Pertama kupikir aku bisa membakar sebuah buku yang tak kusuka, tapi itu tampak terlalu agresif, seolah-olah aku menyukai tindakan eksekusi. Aku tahu aku takkan sanggup membakar sebuah buku yang kusuka. Aku pikir aku mampu membakar salah satu buku karyaku, tapi rupanya terlalu menguras batinku secara psikologis, dan aku punya banyak sekali salinan bukuku yang telah menjadi semacam sebuah komoditas lazim di rumahku, lebih seperti tepung atau tisu kertas ketimbang buku dalam pengertian sesungguhnya. Jadi ketika aku membuat keputusan membakar sebuah buku, aku memillah-milahnya berminggu-minggu, berusaha keras membuat standar apa yang bisa kupakai sebagai pijakan untuk memilih salah satunya. Segalanya keliru. Tatkala aku nyaris menyerah dengan gagasan itu, suamiku memberiku sebuah salinan terbaru Fahrenheit 451, buku karya Ray Bradbury tentang kekuatan menakutkan atas pembakaran buku, dan kutahu buku inilah yang bisa kupakai.
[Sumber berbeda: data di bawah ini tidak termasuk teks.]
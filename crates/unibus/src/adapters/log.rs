//! Partitioned log adapter (Kafka-style).
//!
//! | Concern | Behaviour |
//! |---------|-----------|
//! | Ack | commit of `(partition, offset)` through the group's committer |
//! | Scope | named consumer group sharing the topic's partitions |
//! | Reconnect | caller re-invokes `connect` |
//! | Batching | dual-trigger batches when `batch_size > 1` |
//! | Producers | one cached producer per topic, recreated once on failure |
//!
//! Publishing is synchronous by default. With `LogOptions::async_publish`
//! the send runs on a spawned task and its outcome goes to
//! `LogOptions::completion`.

use std::sync::Arc;

use async_trait::async_trait;
use parking_lot::RwLock;
use tokio::sync::watch;
use tokio::time::Instant;
use tracing::{debug, error, info, warn};
use unibus_telemetry::metrics;

use super::common::{backoff, sleep_until_opt, AdapterCore, Dispatcher, Incoming};
use crate::domain::{
    Acknowledger, BatchBuffer, Binder, BrokerError, BrokerOptions, ConnectionState, Delivery,
    Payload, ProducerCache, ProducerFactory, PublishOptions, RequiredAcks, SendReceipt,
    SubscribeOptions,
};
use crate::ports::{
    Broker, Handler, LogCluster, LogProducer, LogReader, LogRecord, OffsetCommitter,
    OutboundRecord, ProducerConfig, ReaderConfig,
};
use crate::subscriber::Subscriber;

const SYSTEM: &str = "kafka";

/// Address used when none is configured.
pub const DEFAULT_ADDRESS: &str = "127.0.0.1:9092";

/// Creates per-topic producers on the cluster.
pub struct LogProducerFactory {
    cluster: Arc<dyn LogCluster>,
    required_acks: RequiredAcks,
}

#[async_trait]
impl ProducerFactory for LogProducerFactory {
    type Producer = dyn LogProducer;

    async fn create(&self, topic: &str) -> Result<Arc<dyn LogProducer>, BrokerError> {
        self.cluster
            .producer(ProducerConfig {
                topic: topic.to_string(),
                required_acks: self.required_acks,
            })
            .await
            .map_err(BrokerError::from)
    }

    async fn shutdown(&self, producer: Arc<dyn LogProducer>) -> Result<(), BrokerError> {
        producer.close().await.map_err(BrokerError::from)
    }
}

type Producers = ProducerCache<LogProducerFactory>;

struct OffsetAcker {
    committer: Arc<dyn OffsetCommitter>,
}

impl Acknowledger for OffsetAcker {
    fn ack(&self, delivery: &Delivery) -> Result<(), BrokerError> {
        match *delivery {
            Delivery::Offset { partition, offset } => self
                .committer
                .commit(partition, offset)
                .map_err(BrokerError::from),
            other => Err(BrokerError::Protocol(format!(
                "cannot commit {other:?} on a partitioned log"
            ))),
        }
    }
}

/// Broker over a [`LogCluster`].
pub struct LogBroker {
    core: AdapterCore,
    cluster: Arc<dyn LogCluster>,
    producers: RwLock<Option<Arc<Producers>>>,
}

impl LogBroker {
    pub fn new(cluster: Arc<dyn LogCluster>, options: BrokerOptions) -> Self {
        Self {
            core: AdapterCore::new(SYSTEM, options),
            cluster,
            producers: RwLock::new(None),
        }
    }

    fn producers(&self) -> Result<Arc<Producers>, BrokerError> {
        self.producers.read().clone().ok_or(BrokerError::NotConnected)
    }

    /// Producers created since `connect`.
    #[must_use]
    pub fn producers_created(&self) -> usize {
        self.producers.read().as_ref().map_or(0, |p| p.created())
    }

    /// Recover-and-retry cycles since `connect`.
    #[must_use]
    pub fn producer_recoveries(&self) -> usize {
        self.producers.read().as_ref().map_or(0, |p| p.recoveries())
    }
}

async fn send_record(
    producers: &Producers,
    topic: &str,
    record: OutboundRecord,
) -> Result<SendReceipt, BrokerError> {
    let attempts_before = producers.recoveries();
    let result = producers
        .send_with(topic, |producer| {
            let record = record.clone();
            async move { producer.send(record).await.map_err(BrokerError::from) }
        })
        .await;
    if producers.recoveries() > attempts_before {
        metrics::record_producer_recovery(SYSTEM, topic);
    }

    let metadata = result?;
    Ok(SendReceipt {
        message_id: metadata.offset.to_string(),
        partition: Some(metadata.partition),
    })
}

#[async_trait]
impl Broker for LogBroker {
    fn name(&self) -> &'static str {
        SYSTEM
    }

    fn address(&self) -> String {
        self.core.options().address_or(DEFAULT_ADDRESS)
    }

    fn options(&self) -> BrokerOptions {
        self.core.options()
    }

    fn connection_state(&self) -> ConnectionState {
        self.core.state().get()
    }

    async fn init(&self, options: BrokerOptions) -> Result<(), BrokerError> {
        self.core.init(options)
    }

    async fn connect(&self) -> Result<(), BrokerError> {
        if self.core.state().is_connected() {
            return Ok(());
        }
        let options = self.core.options();
        let addresses = if options.addresses().is_empty() {
            vec![DEFAULT_ADDRESS.to_string()]
        } else {
            options.addresses().to_vec()
        };

        self.cluster
            .connect(&addresses, options.tls())
            .await
            .map_err(|e| e.into_connection())?;

        *self.producers.write() = Some(Arc::new(ProducerCache::new(LogProducerFactory {
            cluster: Arc::clone(&self.cluster),
            required_acks: options.log().required_acks,
        })));
        self.core.state().set(ConnectionState::Connected);
        info!(system = SYSTEM, addresses = ?addresses, "Broker connected");
        Ok(())
    }

    async fn disconnect(&self) -> Result<(), BrokerError> {
        if self.core.state().get() == ConnectionState::Disconnected {
            return Ok(());
        }
        let producers = self.producers.write().take();
        let result = self
            .core
            .shutdown(async {
                let mut errors = match producers {
                    Some(producers) => producers.close_all().await,
                    None => Vec::new(),
                };
                if let Err(err) = self.cluster.close().await {
                    errors.push(err.into());
                }
                errors
            })
            .await;
        info!(system = SYSTEM, "Broker disconnected");
        result
    }

    async fn publish(
        &self,
        topic: &str,
        payload: Payload,
        options: PublishOptions,
    ) -> Result<(), BrokerError> {
        self.core.ensure_connected()?;
        let producers = self.producers()?;
        let value = self.core.encode(payload)?;

        let bridge = self.core.bridge();
        let mut headers = options.headers;
        let span = bridge.start_producer_span(topic, &mut headers, options.trace_context.as_ref());
        let record = OutboundRecord {
            key: options.key,
            headers,
            value,
        };

        let log_options = self.core.options().log().clone();
        if log_options.async_publish {
            let topic = topic.to_string();
            tokio::spawn(async move {
                let result = send_record(&producers, &topic, record).await;
                bridge.finish_producer_span(span, result.as_ref());
                match &result {
                    Ok(_) => metrics::record_published(SYSTEM, &topic),
                    Err(err) => {
                        metrics::record_publish_failure(SYSTEM, &topic);
                        if log_options.completion.is_none() {
                            error!(topic = %topic, error = %err, "Async publish failed");
                        }
                    }
                }
                if let Some(completion) = &log_options.completion {
                    completion(&topic, result);
                }
            });
            return Ok(());
        }

        let result = send_record(&producers, topic, record).await;
        bridge.finish_producer_span(span, result.as_ref());
        match result {
            Ok(receipt) => {
                metrics::record_published(SYSTEM, topic);
                debug!(topic, partition = ?receipt.partition, offset = %receipt.message_id, "Message published");
                Ok(())
            }
            Err(err) => {
                metrics::record_publish_failure(SYSTEM, topic);
                Err(err)
            }
        }
    }

    async fn subscribe(
        &self,
        topic: &str,
        handler: Arc<dyn Handler>,
        binder: Option<Binder>,
        options: SubscribeOptions,
    ) -> Result<Subscriber, BrokerError> {
        self.core.ensure_connected()?;

        let group = options
            .queue_name()
            .map(str::to_string)
            .or_else(|| self.core.options().queue_name().map(str::to_string))
            .ok_or_else(|| {
                BrokerError::Configuration(
                    "log subscriptions require a consumer group (queue name)".into(),
                )
            })?;

        let reader = self
            .cluster
            .reader(ReaderConfig {
                topic: topic.to_string(),
                group: group.clone(),
                min_bytes: options.min_read_bytes(),
                max_bytes: options.max_read_bytes(),
                max_wait: options.max_wait(),
                read_lag_interval: options.read_lag_interval(),
            })
            .await
            .map_err(BrokerError::from)?;

        let acker: Arc<dyn Acknowledger> = Arc::new(OffsetAcker {
            committer: reader.committer(),
        });
        let dispatcher = self.core.dispatcher(handler, binder, options.clone());
        let (subscriber, shutdown) = Subscriber::new(topic, Some(group.clone()), options, None);

        subscriber.set_task(tokio::spawn(consume_loop(reader, dispatcher, acker, shutdown)));
        self.core.track(&subscriber);

        info!(topic, group = %group, "Consumer group subscription started");
        Ok(subscriber)
    }
}

fn incoming(record: LogRecord, acker: &Arc<dyn Acknowledger>) -> Incoming {
    Incoming {
        topic: record.topic.clone(),
        headers: record.headers.clone(),
        payload: record.value.clone(),
        delivery: Delivery::Offset {
            partition: record.partition,
            offset: record.offset,
        },
        message_id: Some(record.offset.to_string()),
        partition: Some(record.partition),
        raw: Box::new(record),
        acker: Some(Arc::clone(acker)),
    }
}

async fn consume_loop(
    mut reader: Box<dyn LogReader>,
    dispatcher: Dispatcher,
    acker: Arc<dyn Acknowledger>,
    mut shutdown: watch::Receiver<bool>,
) {
    let options = dispatcher.options().clone();
    let mut batch = options
        .is_batched()
        .then(|| BatchBuffer::new(options.batch_size(), options.batch_interval()));

    loop {
        let deadline = batch.as_ref().and_then(BatchBuffer::deadline);
        tokio::select! {
            _ = shutdown.changed() => break,
            _ = sleep_until_opt(deadline) => {
                if let Some(items) = batch.as_mut().and_then(|b| b.poll_expired(Instant::now())) {
                    let _ = dispatcher.deliver_batch(items).await;
                }
            }
            fetched = reader.fetch() => match fetched {
                Ok(Some(record)) => {
                    let message = incoming(record, &acker);
                    match batch.as_mut() {
                        Some(buffer) => {
                            if let Some(items) = buffer.push(message, Instant::now()) {
                                let _ = dispatcher.deliver_batch(items).await;
                            }
                        }
                        None => {
                            let _ = dispatcher.deliver(message).await;
                        }
                    }
                }
                Ok(None) => {}
                Err(err) => {
                    warn!(error = %err, "Log fetch failed");
                    if !backoff(&mut shutdown).await {
                        break;
                    }
                }
            }
        }
    }

    if let Some(items) = batch.as_mut().and_then(BatchBuffer::drain) {
        debug!(size = items.len(), "Flushing partial batch on shutdown");
        let _ = dispatcher.deliver_batch(items).await;
    }
    if let Err(err) = reader.close().await {
        warn!(error = %err, "Log reader close failed");
    }
}
//! Message handlers and closure adapters.

use std::any::type_name;
use std::future::Future;
use std::marker::PhantomData;
use std::sync::Arc;

use async_trait::async_trait;
use bytes::Bytes;

use crate::domain::{BrokerError, Headers, Publication};

/// Receives deliveries for one subscription.
#[async_trait]
pub trait Handler: Send + Sync {
    async fn handle(&self, publication: &Publication) -> Result<(), BrokerError>;

    /// Batched delivery, in order; stops at the first error.
    async fn handle_batch(&self, batch: &[Publication]) -> Result<(), BrokerError> {
        for publication in batch {
            self.handle(publication).await?;
        }
        Ok(())
    }
}

struct FnHandler<F>(F);

#[async_trait]
impl<F> Handler for FnHandler<F>
where
    F: Fn(&Publication) -> Result<(), BrokerError> + Send + Sync,
{
    async fn handle(&self, publication: &Publication) -> Result<(), BrokerError> {
        (self.0)(publication)
    }
}

/// Synchronous closure over the publication; may call `ack()` directly.
pub fn handler_fn<F>(f: F) -> Arc<dyn Handler>
where
    F: Fn(&Publication) -> Result<(), BrokerError> + Send + Sync + 'static,
{
    Arc::new(FnHandler(f))
}

/// Decoded delivery handed to a typed closure.
#[derive(Debug, Clone)]
pub struct TypedEvent<T> {
    pub topic: String,
    pub headers: Headers,
    pub payload: Arc<T>,
}

struct TypedHandler<T, F> {
    f: F,
    _marker: PhantomData<fn() -> T>,
}

#[async_trait]
impl<T, F, Fut> Handler for TypedHandler<T, F>
where
    T: Send + Sync + 'static,
    F: Fn(TypedEvent<T>) -> Fut + Send + Sync,
    Fut: Future<Output = Result<(), BrokerError>> + Send,
{
    async fn handle(&self, publication: &Publication) -> Result<(), BrokerError> {
        let Some(payload) = publication.body().downcast_arc::<T>() else {
            return Err(BrokerError::Handler(format!(
                "unsupported type: expected {}",
                type_name::<T>()
            )));
        };
        (self.f)(TypedEvent {
            topic: publication.topic().to_string(),
            headers: publication.headers().clone(),
            payload,
        })
        .await
    }
}

/// Async closure receiving values decoded by `binder::<T>()`.
pub fn typed_handler<T, F, Fut>(f: F) -> Arc<dyn Handler>
where
    T: Send + Sync + 'static,
    F: Fn(TypedEvent<T>) -> Fut + Send + Sync + 'static,
    Fut: Future<Output = Result<(), BrokerError>> + Send + 'static,
{
    Arc::new(TypedHandler {
        f,
        _marker: PhantomData,
    })
}

/// Undecoded delivery handed to a raw closure.
#[derive(Debug, Clone)]
pub struct RawEvent {
    pub topic: String,
    pub headers: Headers,
    pub payload: Bytes,
}

struct RawHandler<F>(F);

#[async_trait]
impl<F, Fut> Handler for RawHandler<F>
where
    F: Fn(RawEvent) -> Fut + Send + Sync,
    Fut: Future<Output = Result<(), BrokerError>> + Send,
{
    async fn handle(&self, publication: &Publication) -> Result<(), BrokerError> {
        let Some(payload) = publication.body().as_raw() else {
            return Err(BrokerError::Handler(
                "unsupported type: expected raw bytes".into(),
            ));
        };
        (self.0)(RawEvent {
            topic: publication.topic().to_string(),
            headers: publication.headers().clone(),
            payload: payload.clone(),
        })
        .await
    }
}

/// Async closure over undecoded bytes (subscribe without a binder).
pub fn raw_handler<F, Fut>(f: F) -> Arc<dyn Handler>
where
    F: Fn(RawEvent) -> Fut + Send + Sync + 'static,
    Fut: Future<Output = Result<(), BrokerError>> + Send + 'static,
{
    Arc::new(RawHandler(f))
}

#[cfg(test)]
mod tests {
    use super::*;
    use crate::domain::{Body, Delivery, Message};
    use std::sync::atomic::{AtomicUsize, Ordering};

    fn publication(body: Body) -> Publication {
        Publication::new(
            "t",
            Message {
                headers: Headers::new(),
                body,
            },
            Delivery::None,
        )
    }

    #[tokio::test]
    async fn test_typed_handler_receives_value() {
        let seen = Arc::new(AtomicUsize::new(0));
        let sink = Arc::clone(&seen);
        let handler = typed_handler(move |event: TypedEvent<u32>| {
            let sink = Arc::clone(&sink);
            async move {
                sink.store(*event.payload as usize, Ordering::SeqCst);
                Ok(())
            }
        });

        handler
            .handle(&publication(Body::Decoded(Arc::new(7u32))))
            .await
            .unwrap();
        assert_eq!(seen.load(Ordering::SeqCst), 7);
    }

    #[tokio::test]
    async fn test_typed_handler_rejects_other_types() {
        let handler = typed_handler(|_: TypedEvent<u32>| async { Ok(()) });
        let err = handler
            .handle(&publication(Body::Raw(Bytes::from_static(b"7"))))
            .await
            .unwrap_err();
        assert!(matches!(err, BrokerError::Handler(msg) if msg.starts_with("unsupported type")));
    }

    #[tokio::test]
    async fn test_default_batch_stops_at_first_error() {
        let calls = Arc::new(AtomicUsize::new(0));
        let counter = Arc::clone(&calls);
        let handler = handler_fn(move |p| {
            counter.fetch_add(1, Ordering::SeqCst);
            if p.body().as_raw().is_some_and(|b| b.as_ref() == b"bad") {
                return Err(BrokerError::handler("bad record"));
            }
            Ok(())
        });

        let batch = vec![
            publication(Body::Raw(Bytes::from_static(b"ok"))),
            publication(Body::Raw(Bytes::from_static(b"bad"))),
            publication(Body::Raw(Bytes::from_static(b"never"))),
        ];
        assert!(handler.handle_batch(&batch).await.is_err());
        assert_eq!(calls.load(Ordering::SeqCst), 2);
    }

    #[tokio::test]
    async fn test_raw_handler() {
        let handler = raw_handler(|event: RawEvent| async move {
            assert_eq!(event.payload.as_ref(), b"hi");
            Ok(())
        });
        handler
            .handle(&publication(Body::Raw(Bytes::from_static(b"hi"))))
            .await
            .unwrap();
    }
}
Aku memilih hari yang hangat dan tenang dan mendaki puncak bukit di halaman belakang rumah. Lembah San Fernando terhampar di depanku—segala pucuk pohon dan rumah dan gedung membaur berbintik-bintik; selayang selimut pucat tersulam di sana-sini dengan pijar suar merah, dan di atasnya, di langit biru, sebuah pesawat melintas, menyeret ekornya berjejak busa putih. Aku telah tinggal di Los Angles selama empat tahun. Aku tak pernah berpikir soal kebakaran sebelumnya, tapi kini aku tahu pikiran itu bercabang liar, dan aku harus menyiapkan diri untuk melumat serpihan-serpihan abu dan memadamkan kuncup-kuncup percik api yang melayang-layang.

Aku telah belajar banyak sejak pindah ke Los Angeles. Aku tahu Westside dari Eastside; aku tahu menghindari macet pada malam Oscar; aku tahu isyarat manis dan sanjungan sungguh elok yang bergema pada siapa pun di sini yang meratapi hidupnya bak segulung singkat cerita. Aku bisa membayangkan Harry Peak sekarang karena aku melihatnya setiap hari pada seorang pramusaji tampan yang menyiapkan meja untukku, dan di tempat gym ekstra yang kadang kala kutemui saat ada syuting film di lingkunganku—aku bisa mengenali pose mereka yang serba risau, seakan-akan setiap saat dijalari potensi mengubah seluruh hidup mereka. Aku melihatnya pada setiap orang yang mematut laptop di sebuah kedai kopi, menulis sepotong peran, dan pada gadis-gadis cantik yang memakai terlalu banyak maskara dan cat kuku di toko kelontong. Aku menyukai Los Angeles; aku bahkan menyukai dandanannya, ketamakannya, kedunguannya yang ambisius, ke-Harry-annya, karena berdenyut dengan emosi dan angan-angan dan keputusasaan, tersuguhkan dalam cara paling telanjang.

Tapi kini aku berada di atas bukit untuk membakar sebuah buku, jadi aku berpaling dari lembah dan meletakkan Fahrenheit 451.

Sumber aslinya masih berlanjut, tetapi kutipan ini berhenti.